I do think it's odd when people throw an adversarial spin on suffering lifestyle choices, though. Like making everything about being on "opposing teams," (like with the "'childfree' but could be cajoled by a partner into switching sides" kind of language and mentality, the "not giving her enough credit to stay on ' team childfree'" connotation, etc. It's not opposing teams. It's just individual, personal choice. You don't have to "win people over to your side."
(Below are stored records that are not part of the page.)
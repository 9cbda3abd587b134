//! Fan-out of backend streams to subscribers.
//!
//! The registry runs as a single actor task which exclusively owns the process table.
//! Every mutation (subscribe, unsubscribe, spawn, teardown) and every frame delivery goes
//! through its message queue, so a descriptor's frames reach its subscribers in emission order
//! and the reference counts are never raced.
//!
//! One process is started per distinct [`CommandDescriptor`] when its first subscriber arrives,
//! and torn down when the last [`SubscriptionHandle`] is released or dropped.
//! A stream whose process exits on its own is not restarted; its subscribers see
//! [`StreamStatus::Dead`] and keep whatever state they last derived.

use std::{
    collections::HashMap,
    sync::{
        atomic::{AtomicU64, Ordering},
        Arc,
    },
};

use serde::{Deserialize, Serialize};
use skadi_payload::Envelope;
use tokio::sync::{
    mpsc::{self, UnboundedReceiver, UnboundedSender, WeakUnboundedSender},
    oneshot, watch,
};

use crate::{
    descriptor::CommandDescriptor,
    process_bridge::{ProcessBridge, StreamEvent, StreamHandle},
};

/// Invoked with every decoded frame of the subscribed stream.
pub type FrameCallback = Box<dyn FnMut(&Envelope) + Send>;

#[derive(Debug, Clone, Copy, PartialEq, Eq, Hash, PartialOrd, Ord)]
pub struct SubscriptionId(u64);

#[derive(Debug, Clone, PartialEq, Eq, Serialize, Deserialize)]
pub enum StreamStatus {
    Running,
    /// The stream will not deliver any further frames.
    Dead(String),
}

impl StreamStatus {
    pub fn is_running(&self) -> bool {
        matches!(self, StreamStatus::Running)
    }
}

#[derive(Debug, Clone, Copy, Default, PartialEq, Eq)]
pub struct RegistryStats {
    pub running_streams: usize,
    pub subscriptions: usize,
    pub frames_delivered: u64,
    pub decode_failures: u64,
}

enum RegistryMsg {
    Subscribe { id: SubscriptionId, descriptor: CommandDescriptor, on_frame: FrameCallback, status: watch::Sender<StreamStatus> },
    Unsubscribe(SubscriptionId),
    Stream { stream_id: u64, event: StreamEvent },
    Stats(oneshot::Sender<RegistryStats>),
    StopAll(oneshot::Sender<()>),
}

/// Handle to the registry actor. Cheap to clone.
#[derive(Clone)]
pub struct ListenerRegistry {
    msg_send: UnboundedSender<RegistryMsg>,
    next_id: Arc<AtomicU64>,
}

impl std::fmt::Debug for ListenerRegistry {
    fn fmt(&self, f: &mut std::fmt::Formatter<'_>) -> std::fmt::Result {
        f.debug_struct("ListenerRegistry").finish_non_exhaustive()
    }
}

impl ListenerRegistry {
    /// Start the registry actor on the current tokio runtime.
    pub fn spawn(bridge: Arc<dyn ProcessBridge>) -> Self {
        let (msg_send, msg_recv) = mpsc::unbounded_channel();
        let actor = RegistryActor {
            bridge,
            msg_send: msg_send.downgrade(),
            streams: HashMap::new(),
            subscriptions: HashMap::new(),
            next_stream_id: 0,
            frames_delivered: 0,
            decode_failures: 0,
        };
        tokio::spawn(actor.run(msg_recv));
        Self { msg_send, next_id: Arc::new(AtomicU64::new(0)) }
    }

    /// Register `on_frame` for every frame of the stream identified by `descriptor`,
    /// starting the stream if nobody is subscribed to it yet.
    pub fn subscribe(&self, descriptor: CommandDescriptor, on_frame: impl FnMut(&Envelope) + Send + 'static) -> SubscriptionHandle {
        let id = SubscriptionId(self.next_id.fetch_add(1, Ordering::Relaxed));
        let (status_send, status_recv) = watch::channel(StreamStatus::Running);
        let msg = RegistryMsg::Subscribe { id, descriptor: descriptor.clone(), on_frame: Box::new(on_frame), status: status_send };
        if self.msg_send.send(msg).is_err() {
            log::error!("Listener registry is no longer running, cannot subscribe to `{}`", descriptor);
        }
        SubscriptionHandle { id, descriptor, msg_send: self.msg_send.clone(), status: status_recv, active: true }
    }

    /// Remove exactly one registration. Equivalent to [`SubscriptionHandle::unsubscribe`].
    pub fn unsubscribe(&self, handle: SubscriptionHandle) {
        handle.unsubscribe();
    }

    /// Counters of the registry. Since messages are handled in order, this also waits for
    /// all previously issued subscribe/unsubscribe calls to be processed.
    pub async fn stats(&self) -> RegistryStats {
        let (send, recv) = oneshot::channel();
        if self.msg_send.send(RegistryMsg::Stats(send)).is_err() {
            return RegistryStats::default();
        }
        recv.await.unwrap_or_default()
    }

    /// Tear down every stream and wait until their processes are gone.
    pub async fn stop_all(&self) {
        let (send, recv) = oneshot::channel();
        if self.msg_send.send(RegistryMsg::StopAll(send)).is_ok() {
            let _ = recv.await;
        }
    }
}

/// A single registration with the [`ListenerRegistry`]. Released on drop.
pub struct SubscriptionHandle {
    id: SubscriptionId,
    descriptor: CommandDescriptor,
    msg_send: UnboundedSender<RegistryMsg>,
    status: watch::Receiver<StreamStatus>,
    active: bool,
}

impl std::fmt::Debug for SubscriptionHandle {
    fn fmt(&self, f: &mut std::fmt::Formatter<'_>) -> std::fmt::Result {
        f.debug_struct("SubscriptionHandle")
            .field("id", &self.id)
            .field("descriptor", &self.descriptor)
            .field("status", &*self.status.borrow())
            .finish()
    }
}

impl SubscriptionHandle {
    pub fn id(&self) -> SubscriptionId {
        self.id
    }

    pub fn descriptor(&self) -> &CommandDescriptor {
        &self.descriptor
    }

    pub fn status(&self) -> StreamStatus {
        self.status.borrow().clone()
    }

    /// A receiver that is notified whenever the status of the underlying stream changes.
    pub fn status_receiver(&self) -> watch::Receiver<StreamStatus> {
        self.status.clone()
    }

    pub fn unsubscribe(mut self) {
        self.release();
    }

    fn release(&mut self) {
        if std::mem::take(&mut self.active) {
            // the registry being gone already means there is nothing left to release
            let _ = self.msg_send.send(RegistryMsg::Unsubscribe(self.id));
        }
    }
}

impl Drop for SubscriptionHandle {
    fn drop(&mut self) {
        self.release();
    }
}

struct Subscriber {
    id: SubscriptionId,
    on_frame: FrameCallback,
    status: watch::Sender<StreamStatus>,
}

struct Stream {
    id: u64,
    handle: Option<StreamHandle>,
    status: StreamStatus,
    subscribers: Vec<Subscriber>,
}

impl Stream {
    fn set_status(&mut self, status: StreamStatus) {
        for subscriber in &self.subscribers {
            subscriber.status.send_replace(status.clone());
        }
        self.status = status;
    }
}

struct RegistryActor {
    bridge: Arc<dyn ProcessBridge>,
    msg_send: WeakUnboundedSender<RegistryMsg>,
    streams: HashMap<CommandDescriptor, Stream>,
    subscriptions: HashMap<SubscriptionId, CommandDescriptor>,
    next_stream_id: u64,
    frames_delivered: u64,
    decode_failures: u64,
}

impl RegistryActor {
    async fn run(mut self, mut msg_recv: UnboundedReceiver<RegistryMsg>) {
        while let Some(msg) = msg_recv.recv().await {
            match msg {
                RegistryMsg::Subscribe { id, descriptor, on_frame, status } => self.subscribe(id, descriptor, on_frame, status),
                RegistryMsg::Unsubscribe(id) => self.unsubscribe(id),
                RegistryMsg::Stream { stream_id, event } => self.handle_stream_event(stream_id, event),
                RegistryMsg::Stats(reply) => {
                    let _ = reply.send(self.stats());
                }
                RegistryMsg::StopAll(reply) => {
                    self.stop_all().await;
                    let _ = reply.send(());
                }
            }
        }
        log::debug!("All registry handles dropped, stopping listener registry");
        self.stop_all().await;
    }

    fn subscribe(
        &mut self,
        id: SubscriptionId,
        descriptor: CommandDescriptor,
        on_frame: FrameCallback,
        status: watch::Sender<StreamStatus>,
    ) {
        if !self.streams.contains_key(&descriptor) {
            let stream = self.start_stream(&descriptor);
            self.streams.insert(descriptor.clone(), stream);
        }
        if let Some(stream) = self.streams.get_mut(&descriptor) {
            status.send_replace(stream.status.clone());
            stream.subscribers.push(Subscriber { id, on_frame, status });
            log::debug!("Subscription {:?} to `{}` ({} subscribers)", id, descriptor, stream.subscribers.len());
        }
        self.subscriptions.insert(id, descriptor);
    }

    fn start_stream(&mut self, descriptor: &CommandDescriptor) -> Stream {
        let stream_id = self.next_stream_id;
        self.next_stream_id += 1;

        let msg_send = self.msg_send.clone();
        let on_event = Box::new(move |event| {
            if let Some(msg_send) = msg_send.upgrade() {
                let _ = msg_send.send(RegistryMsg::Stream { stream_id, event });
            }
        });

        match self.bridge.spawn_stream(descriptor, on_event) {
            Ok(handle) => {
                log::info!("Started stream `{}`", descriptor);
                Stream { id: stream_id, handle: Some(handle), status: StreamStatus::Running, subscribers: Vec::new() }
            }
            Err(err) => {
                log::error!("Failed to start stream `{}`: {}", descriptor, err);
                Stream { id: stream_id, handle: None, status: StreamStatus::Dead(err.to_string()), subscribers: Vec::new() }
            }
        }
    }

    fn unsubscribe(&mut self, id: SubscriptionId) {
        let Some(descriptor) = self.subscriptions.remove(&id) else {
            return;
        };
        let Some(stream) = self.streams.get_mut(&descriptor) else {
            return;
        };
        stream.subscribers.retain(|subscriber| subscriber.id != id);
        log::debug!("Removed subscription {:?} to `{}` ({} left)", id, descriptor, stream.subscribers.len());

        if stream.subscribers.is_empty() {
            if let Some(stream) = self.streams.remove(&descriptor) {
                if let Some(handle) = stream.handle {
                    log::info!("Stopping stream `{}`, no subscribers left", descriptor);
                    tokio::spawn(handle.shutdown());
                }
            }
        }
    }

    fn handle_stream_event(&mut self, stream_id: u64, event: StreamEvent) {
        // events of a stream that was already torn down are stale
        let Some((descriptor, stream)) = self.streams.iter_mut().find(|(_, stream)| stream.id == stream_id) else {
            return;
        };

        match event {
            StreamEvent::Line(line) => match skadi_payload::decode(&line) {
                Ok(envelope) => {
                    for subscriber in stream.subscribers.iter_mut() {
                        (subscriber.on_frame)(&envelope);
                    }
                    self.frames_delivered += 1;
                }
                Err(err) => {
                    self.decode_failures += 1;
                    log::warn!("Skipping undecodable frame from `{}`: {}", descriptor, err);
                }
            },
            StreamEvent::Exited(err) => {
                log::error!("Stream `{}` died: {}", descriptor, err);
                stream.handle = None;
                stream.set_status(StreamStatus::Dead(err.to_string()));
            }
        }
    }

    fn stats(&self) -> RegistryStats {
        RegistryStats {
            running_streams: self.streams.values().filter(|stream| stream.status.is_running()).count(),
            subscriptions: self.subscriptions.len(),
            frames_delivered: self.frames_delivered,
            decode_failures: self.decode_failures,
        }
    }

    async fn stop_all(&mut self) {
        self.subscriptions.clear();
        let shutdowns: Vec<_> = self
            .streams
            .drain()
            .filter_map(|(descriptor, mut stream)| {
                stream.set_status(StreamStatus::Dead("stopped".to_string()));
                log::debug!("Stopping stream `{}`", descriptor);
                stream.handle.take().map(StreamHandle::shutdown)
            })
            .collect();
        futures::future::join_all(shutdowns).await;
    }
}
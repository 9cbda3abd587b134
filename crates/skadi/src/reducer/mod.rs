//! Per-domain state folded from the backend frame stream.

use serde::Serialize;
use skadi_payload::{Envelope, SysinfoSnapshot};

pub mod media;
pub mod sysinfo;
pub mod volume;
pub mod workspaces;

pub use media::{MediaChange, MediaReducer, MediaState};
pub use sysinfo::{NetworkHistory, NetworkSample, SysinfoReducer, SysinfoState};
pub use volume::VolumeReducer;
pub use workspaces::{WorkspaceReducer, WorkspaceSet};

/// A stateful fold over the frames of one domain.
///
/// `apply_frame` returns `None` when the frame did not change anything observable. Reducers never
/// fail: a frame that cannot be interpreted is ignored.
pub trait Reducer {
    type Frame;
    type Delta;
    type Snapshot;

    fn apply_frame(&mut self, frame: &Self::Frame) -> Option<Self::Delta>;

    fn snapshot(&self) -> Self::Snapshot;
}

/// What changed after a frame was folded, tagged by domain.
#[derive(Debug, Clone, PartialEq, Serialize)]
#[serde(tag = "domain", content = "change")]
pub enum SnapshotDelta {
    Workspaces(WorkspaceSet),
    Media(Vec<MediaChange>),
    Volume(u8),
    Sysinfo(NetworkSample),
}

/// All domain reducers, with frames routed by operation tag.
#[derive(Debug)]
pub struct Reducers {
    pub workspaces: WorkspaceReducer,
    pub media: MediaReducer,
    pub volume: VolumeReducer,
    pub sysinfo: SysinfoReducer,
}

impl Reducers {
    pub fn new(network_history_len: usize) -> Self {
        Self {
            workspaces: WorkspaceReducer::default(),
            media: MediaReducer::default(),
            volume: VolumeReducer::default(),
            sysinfo: SysinfoReducer::new(network_history_len),
        }
    }

    pub fn apply(&mut self, envelope: &Envelope) -> Option<SnapshotDelta> {
        match envelope {
            Envelope::Workspace(event) => self.workspaces.apply_frame(event).map(SnapshotDelta::Workspaces),
            Envelope::MediaPlayer(event) => self.media.apply_frame(event).map(SnapshotDelta::Media),
            Envelope::Volume(event) => self.volume.apply_frame(event).map(SnapshotDelta::Volume),
            Envelope::Sysinfo(snapshot) => self.sysinfo.apply_frame(snapshot).map(SnapshotDelta::Sysinfo),
            Envelope::Error(err) => {
                log::warn!("Backend reported an error: {}", err);
                None
            }
            Envelope::WindowChanged(_) => None,
        }
    }

    pub fn sysinfo_snapshot(&self) -> Option<&SysinfoSnapshot> {
        self.sysinfo.metrics()
    }
}

#[cfg(test)]
mod tests {
    use super::*;
    use maplit::btreeset;
    use pretty_assertions::assert_eq;
    use skadi_payload::{BackendError, VolumeEvent, WindowChanged, WorkspaceEvent, WorkspaceEventKind, WorkspaceId};

    #[test]
    fn test_routes_by_operation() {
        let mut reducers = Reducers::new(30);
        reducers.workspaces.seed([WorkspaceId(1)], Some(WorkspaceId(1)));

        let delta = reducers.apply(&Envelope::Workspace(WorkspaceEvent::new(WorkspaceId(2), WorkspaceEventKind::Created)));
        assert_eq!(
            delta,
            Some(SnapshotDelta::Workspaces(WorkspaceSet::new(btreeset! {WorkspaceId(1), WorkspaceId(2)}, Some(WorkspaceId(1)))))
        );
        assert_eq!(reducers.apply(&Envelope::Volume(VolumeEvent { volume: 42 })), Some(SnapshotDelta::Volume(42)));
        assert_eq!(reducers.volume.snapshot(), 42);
    }

    #[test]
    fn test_unused_operations_change_nothing() {
        let mut reducers = Reducers::new(30);
        assert_eq!(reducers.apply(&Envelope::WindowChanged(WindowChanged { title: "kitty".to_string() })), None);
        assert_eq!(reducers.apply(&Envelope::Error(BackendError(serde_json::json!({"Io": "broken pipe"})))), None);
        assert_eq!(reducers.sysinfo_snapshot(), None);
    }
}
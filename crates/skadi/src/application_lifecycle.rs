//! Process-wide shutdown signalling.
//! Long running tasks await [`recv_exit`] and clean up once the daemon is asked to terminate.

use anyhow::{Context, Result};
use once_cell::sync::Lazy;
use tokio::sync::broadcast;

static EXIT_SENDER: Lazy<broadcast::Sender<()>> = Lazy::new(|| broadcast::channel(2).0);

/// Ask every task waiting in [`recv_exit`] to shut down.
pub fn send_exit() -> Result<()> {
    EXIT_SENDER.send(()).context("No task is listening for the exit event")?;
    Ok(())
}

/// Resolves once [`send_exit`] has been called.
pub async fn recv_exit() -> Result<()> {
    EXIT_SENDER.subscribe().recv().await.context("Failed to receive exit event")
}

/// Run `tokio::select!` in a loop until the daemon is asked to exit.
#[macro_export]
macro_rules! loop_select_exiting {
    ($($content:tt)*) => {
        loop {
            tokio::select! {
                Ok(()) = $crate::application_lifecycle::recv_exit() => {
                    break;
                }
                $($content)*
            }
        }
    };
}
I think you are overthinking things a little bit. My friend stated that she does not want children vehemently. Her partner is the one who is trying to cajole her into having them later on, not me trying to convince her NOT to, and my comment eluded to the fact that he may eventually succeed, depending on how badly she wants the relationship to continue. You are seeing an adversarial tone and "sides" where none exists. In case you forget, the post itself is about parents, including mine, pressuring those of us who are childfree to share their lifestyle choice, not the other way around. I never claimed that you're a "victim" or "suffering." Just that parenthood doesn't appeal to me and I don't see how it can be balanced. I personally don't see how it's possible for me to "have it all" and I have very clearly-defined priorities that I want to give 100% to rather than trying to half-ass various important things. In my case, I would like to prioritize my romantic relationship, and my friendships. If you are successful at balancing everything in your life, then I think that's great.... for you.

Last edited by torontocheeka; 02-09-2016 at 01:50 PM..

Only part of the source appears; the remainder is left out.